宮地サンと溢れた水








「水って零れちまったあとほっといたら自然と空気に還るもんなんですかねー」





いつか高尾がぽつりと呟いた言葉の真意をオレは捉えることができなかった。










学生時代から付き合いはじめた高尾とは、大学卒業して仕事就いてからもなんとなく続いていた。
時間の合うときに高尾がオレん家に来て飯作って、一緒にダベりながら食ってスルことシて。

会う回数は極端に減ってもアイツがなんも言わなかったのは、オレに気を使ってたのか。

そのときは特に深く考えもせず、これからもこんな関係が続くんだろうなと思っていたけど。



別れは唐突にやってきた。



大学が休みの日に家に来てた高尾が、帰ってきたオレに飯を出しながらいつもと変わらない調子で切り出したんだ。





「今日でサヨナラしません?」





それはまるで明日の朝はパンにしません?くらいの気軽さで。面食らって言葉が出ないオレに高尾はヘラリと笑った。

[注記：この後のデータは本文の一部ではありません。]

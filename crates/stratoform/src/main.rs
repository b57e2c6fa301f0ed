mod commands;

use clap::{Parser, Subcommand};
use std::path::PathBuf;
use stratoform::BuildOptions;
use tracing_subscriber::EnvFilter;

#[derive(Parser)]
#[command(name = "strato")]
#[command(about = "Cloud data-pipeline templates for AWS and GCP, applied with Pulumi", long_about = None)]
struct Cli {
    /// Project directory holding Pulumi.<stack>.yaml
    #[arg(short = 'C', long, global = true, default_value = ".")]
    project_dir: PathBuf,

    /// Stack name
    #[arg(short, long, global = true, env = "STRATO_STACK", default_value = "dev")]
    stack: String,

    /// Run every instruction even after one fails
    #[arg(long, global = true)]
    keep_going: bool,

    #[command(subcommand)]
    command: Commands,
}

#[derive(Subcommand)]
enum Commands {
    /// Load the template and register its resources without touching the cloud
    Validate,
    /// Write the Pulumi program for the stack
    Render,
    /// Show what would change against the last apply
    Preview,
    /// Render the program and apply it with pulumi
    Up,
    /// Destroy every resource of the stack
    Destroy {
        /// Confirm destruction
        #[arg(short, long)]
        yes: bool,
    },
    /// Show the stack outputs
    Outputs {
        /// Ask pulumi instead of reading the last applied record
        #[arg(long)]
        live: bool,
    },
    /// Show version information
    Version,
}

#[tokio::main]
async fn main() -> anyhow::Result<()> {
    let cli = Cli::parse();

    tracing_subscriber::fmt()
        .with_env_filter(
            EnvFilter::try_from_default_env().unwrap_or_else(|_| EnvFilter::new("warn")),
        )
        .with_writer(std::io::stderr)
        .init();

    let ctx = commands::Context {
        project_dir: cli.project_dir,
        stack: cli.stack,
        options: BuildOptions {
            keep_going: cli.keep_going,
        },
    };

    match cli.command {
        Commands::Validate => commands::validate::handle(&ctx)?,
        Commands::Render => commands::render::handle(&ctx).await?,
        Commands::Preview => commands::preview::handle(&ctx).await?,
        Commands::Up => commands::up::handle(&ctx).await?,
        Commands::Destroy { yes } => commands::destroy::handle(&ctx, yes).await?,
        Commands::Outputs { live } => commands::outputs::handle(&ctx, live).await?,
        Commands::Version => {
            println!("stratoform {}", env!("CARGO_PKG_VERSION"));
        }
    }

    Ok(())
}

「宮地サン、最近忙しいし、オレもなかなか時間合わせらんないし」





穏やかな表情がやたらと琴線を刺激する。





「会う時間ならテキトーに作りゃいいだろ?」

「でもこれからもっとやること増えたら、たぶん今以上に会えなくなっちゃいますし」

「会えなきゃ付き合ってる意味がねえってか」

「……」





冷たく告げた言葉を、アイツは肯定も否定もしなかった。

ただ。寂しげに笑って「すみません」と呟いただけだった。



去り際。
最後に聞いた高尾の言葉も結局、その一言だった。








別れてから気づいたのは、アイツがどれだけオレの深いとこに居座っていたかということ。
会う時間こそ少なくても違和感を感じず確かに在ったのは、生活の一部と化していたから。その存在の消失はオレに確かな喪失感を与えた。



でも、自覚してからじゃもう手遅れだ。



溢れた水は、もう器には戻らない。





高尾は気づいていた。



水が、溢れかけてることに。

そして、それを静かに伝えていたことに、オレは気づけなかった。





アイツの私物が消えた部屋は、何となくガランとして見えた。



それが、今のオレに残った事実だ。